May to Pledge U.K. Action on Mental Health in Break From BrexitBy
Drive is part of prime minister’s vision of ‘shared society’
Government must play active role against injustice, May to say
Prime Minister Theresa May will unveil a plan to “transform” attitudes about mental health as she seeks to promote domestic issues in the face of a political agenda dominated by Britain’s vote to leave the European Union.
Former HBOS Plc Chairman Dennis Stevenson will lead a drive to improve support for individuals with mental-health issues in the workplace, specialist training will be provided for teachers, and online therapies will be expanded in measures to be announced by May in a speech in London on Monday.
“For too long, mental illness has been something of a hidden injustice in our country, shrouded in a completely unacceptable stigma and dangerously disregarded as a secondary issue to physical health,” May will say, according to excerpts released by her office. “What I’m announcing are the first steps in our plan to transform the way we deal with mental illness in this country at every stage of a person’s life, not in our hospitals, but in our classrooms, at work and in our communities.”

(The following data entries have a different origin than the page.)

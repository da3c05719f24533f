//! Composition over runtime lists of functions.
//!
//! - [`identity`]: the unit of composition
//! - [`comp`]: right-to-left composition of a list of functions
//! - [`pipe`]: left-to-right composition of a list of functions
//!
//! The list forms take functions of one type `T -> T`, which lets the number
//! of stages be decided at runtime. For chains that change type, use the
//! [`compose!`](crate::compose!) and [`pipe!`](crate::pipe!) macros.

/// A boxed function from `T` to `T`.
pub type Endo<T> = Box<dyn Fn(T) -> T>;

/// Returns the value unchanged.
///
/// ```
/// use lambdascript::compose::identity;
///
/// assert_eq!(identity(42), 42);
/// assert_eq!(identity("hello"), "hello");
/// ```
#[inline]
pub fn identity<T>(value: T) -> T {
    value
}

/// Composes functions right to left: `comp([f1, f2, f3])(x) == f1(f2(f3(x)))`.
///
/// An empty list yields the identity function. Each call of the returned
/// function folds over the list afresh; nothing is shared between calls.
///
/// # Examples
///
/// ```
/// use lambdascript::compose::{Endo, comp};
///
/// let stages: [Endo<i32>; 3] = [
///     Box::new(|x: i32| x - 10),
///     Box::new(|x: i32| x * 2),
///     Box::new(|x: i32| x + 5),
/// ];
///
/// let composed = comp(stages);
/// assert_eq!(composed(1), 2);
/// ```
pub fn comp<T, I>(functions: I) -> impl Fn(T) -> T
where
    I: IntoIterator<Item = Endo<T>>,
{
    let functions: Vec<Endo<T>> = functions.into_iter().collect();
    move |input| {
        functions
            .iter()
            .rev()
            .fold(input, |accumulator, function| function(accumulator))
    }
}

/// Composes functions left to right: `pipe([f1, f2, f3])(x) == f3(f2(f1(x)))`.
///
/// An empty list yields the identity function.
///
/// # Examples
///
/// ```
/// use lambdascript::compose::{Endo, pipe};
///
/// let stages: [Endo<f64>; 3] = [
///     Box::new(|x: f64| x * x),
///     Box::new(|x: f64| x + 3.0),
///     Box::new(|x: f64| x / 2.0),
/// ];
///
/// let piped = pipe(stages);
/// assert_eq!(piped(4.0), 9.5);
/// ```
pub fn pipe<T, I>(functions: I) -> impl Fn(T) -> T
where
    I: IntoIterator<Item = Endo<T>>,
{
    let functions: Vec<Endo<T>> = functions.into_iter().collect();
    move |input| {
        functions
            .iter()
            .fold(input, |accumulator, function| function(accumulator))
    }
}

May will use the speech to outline her vision for a “shared society” in which concepts of citizenship, responsibility and fairness are championed as part of her attempt to address the alienation and inequality which she says drove the vote for Brexit in June. There will also be an active role for government to tackle “burning injustices,” she will say, in a breech with many in her Conservative Party who are committed to shrinking the state.
Mental health is an example of an issue where government action can be a force for good, May will say, developing a theme in the first speech she made as prime minister in July. She has pledged to give state help to people who struggle to get by and to stand up to “everyday injustices.”
“I want us to employ the power of government as a force for good to transform the way we deal with mental health problems right across society, and at every stage of life,” she will tell her audience. “While the obvious injustices receive a lot of attention -- with the language of social justice and social mobility a staple of most politicians today -- the everyday injustices are too often overlooked.”
The premier spent her first broadcast interview of 2017 on Sunday defending how she has handled the EU exit more than six months after the vote. She rebuffed the U.K.’s ambassador to the EU, Ivan Rogers, who quit last week accusing the government of “muddled thinking”’ on the issue.
“Our thinking on this isn’t muddled,” she said. “There hadn’t been any plans made for Brexit so it was important for us to take some time to look at the issues, look at the complexity of the issues.”